If there are now no jumps to L1, then it may be possible to eliminate the statement L1:goto L2 provided it is preceded by an unconditional jump .Similarly, the sequence

 

                 if a < b goto L1

                 ….

           L1 : goto L2

can be replaced by

 

               if a < b  goto  L2

               ….

          L1 : goto L2  

Finally, suppose there is only one jump to L1 and L1 is preceded by an unconditional goto. Then the sequence

              

           goto L1

                    ……..

               L1:if a<b goto L2

               L3:                     …………………………………..(1)

 

 

may be replaced by

        

            if a<b goto L2

                   goto L3

                   …….

             L3:                        ………………………………….(2)

 

 

 

While the number of instructions in (1) and (2) is the same, we sometimes skip the unconditional jump in (2), but never in (1).Thus (2) is superior to (1) in execution time

 

 

ALGEBRAIC SIMPLIFICATION

                    

                     There is no end to the amount of algebraic simplification that can be attempted through peephole optimization. Only a few algebraic identities occur frequently enough that it is worth considering implementing them .For example, statements such as

      x := x+0

    Or

     x := x * 1

are often produced by straightforward intermediate code-generation algorithms, and they can be eliminated easily through peephole optimization.

 

ELIMINATION OF COMMON SUBEXPRESSIONS

 

Common sub expressions need  not be computed over and over again. Instead they can be computed once and kept in store from where its referenced when encountered again – of course providing the variable values in the expression still remain constant.

 

ELIMINATION OF DEAD CODE

 

Its possible that a large amount of dead(useless) code may exist in the program. This might be especially caused when introducing variables and procedures as part of construction or error-correction of a program – once declared and defined, one forgets to remove them in case they serve no purpose. Eliminating these will definitely optimize the code

 

REDUCTION IN STRENGTH

 

                     Reduction in strength replaces expensive operations by equivalent cheaper ones on the target machine. Certain machine instructions are considerably cheaper than others and can often be used as special cases of more expensive operators. For example, x² is invariably cheaper to implement as x*x than as a call to an exponentiation routine.

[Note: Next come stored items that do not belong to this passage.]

//! Trigger-condition evaluation (§4.6): `always`, `wake_word`, `regex`.

use chronicle_domain::config::PluginCondition;

/// Outcome of evaluating a plugin's trigger condition against one input
/// string (e.g. `data.transcript` for `transcript.streaming`).
pub struct Trigger {
    pub matched: bool,
    /// For `wake_word` matches: the command text after the wake word,
    /// stripped of leading whitespace.
    pub command: Option<String>,
}

pub fn evaluate(condition: &PluginCondition, input: &str) -> Trigger {
    match condition {
        PluginCondition::Always => Trigger {
            matched: true,
            command: None,
        },
        PluginCondition::WakeWord { word, strip_prefix } => {
            let lower_input = input.to_ascii_lowercase();
            let lower_word = word.to_ascii_lowercase();
            match lower_input.find(&lower_word) {
                Some(pos) => {
                    let command = if *strip_prefix {
                        let after = &input[pos + word.len()..];
                        Some(after.trim_start().to_string())
                    } else {
                        None
                    };
                    Trigger {
                        matched: true,
                        command,
                    }
                }
                None => Trigger {
                    matched: false,
                    command: None,
                },
            }
        }
        PluginCondition::Regex(pattern) => {
            let matched = regex::Regex::new(pattern)
                .map(|re| re.is_match(input))
                .unwrap_or(false);
            Trigger {
                matched,
                command: None,
            }
        }
    }
}

#[cfg(test)]
mod tests {
    use super::*;

    #[test]
    fn always_condition_always_matches() {
        let t = evaluate(&PluginCondition::Always, "anything");
        assert!(t.matched);
    }

    #[test]
    fn wake_word_matches_case_insensitively_and_strips_prefix() {
        let cond = PluginCondition::WakeWord {
            word: "hey chronicle".into(),
            strip_prefix: true,
        };
        let t = evaluate(&cond, "Hey Chronicle, set a timer");
        assert!(t.matched);
        assert_eq!(t.command.as_deref(), Some(", set a timer".trim_start()));
    }

    #[test]
    fn wake_word_no_match_is_not_triggered() {
        let cond = PluginCondition::WakeWord {
            word: "hey chronicle".into(),
            strip_prefix: true,
        };
        let t = evaluate(&cond, "good morning");
        assert!(!t.matched);
    }

    #[test]
    fn regex_condition_matches_pattern() {
        let t = evaluate(&PluginCondition::Regex(r"^\d+$".into()), "12345");
        assert!(t.matched);
        let t2 = evaluate(&PluginCondition::Regex(r"^\d+$".into()), "abc");
        assert!(!t2.matched);
    }

    #[test]
    fn invalid_regex_never_matches() {
        let t = evaluate(&PluginCondition::Regex("(".into()), "anything");
        assert!(!t.matched);
    }
}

Fixed-point multiplication or division by a power of two is cheaper to implement as a shift. Floating-point division by a constant can be implemented as multiplication by a constant, which may be cheaper.

 

 

USE OF MACHINE IDIOMS

       

                     The target machine may have hardware instructions to implement certain specific operations efficiently. Detecting situations that permit the use of these instructions can reduce execution time significantly. For example, some machines have auto-increment and

auto-decrement addressing modes. These add or subtract one from an operand before or after using its value. The use of these modes greatly improves the quality of code when pushing or popping a stack, as in parameter passing. These modes can also be used in code for statements like i : =i+1.

 

 

 

 

 

 

 

 

 

Getting Better Performance

 

Dramatic improvements in the running time of a program-such as cutting the running time form a few hours to a few seconds-are usually obtained by improving the program at all levels, from the source level to the target level, as suggested by fig. At each level, the available options fall between the two extremes of finding a better algorithm and of implementing a given algorithm so that fewer operations are performed.

 

Algorithmic transformations occasionally produce spectacular improvements in running time. For example, Bentley relates that the running time of a program for sorting N elements dropped from 2.02N^2 microseconds to 12Nlog2N microseconds then a carefully coded "insertion sort" was replaced by "quicksort".

 

THE PRINCIPAL SOURCES OF OPTIMIZATION

 

Here we introduce some of the most useful code-improving transformations. Techniques for implementing these transformations are presented in subsequent sections. A transformation of a program is called local if it can be performed by looking only at the statements in a bas9ic block; otherwise, it is called global. Many transformations can be performed at both the local and global levels. Local transformations are usually performed first.

 

Function-Preserving Transformations

 

There are a number of ways in which a compiler can improve a program without changing the function it computes. Common subexpression elimination, copy propagation, dead-code elimination, and constant folding are common examples of such function-preserving transformations. The other transformations come up primarily when global optimizations are performed.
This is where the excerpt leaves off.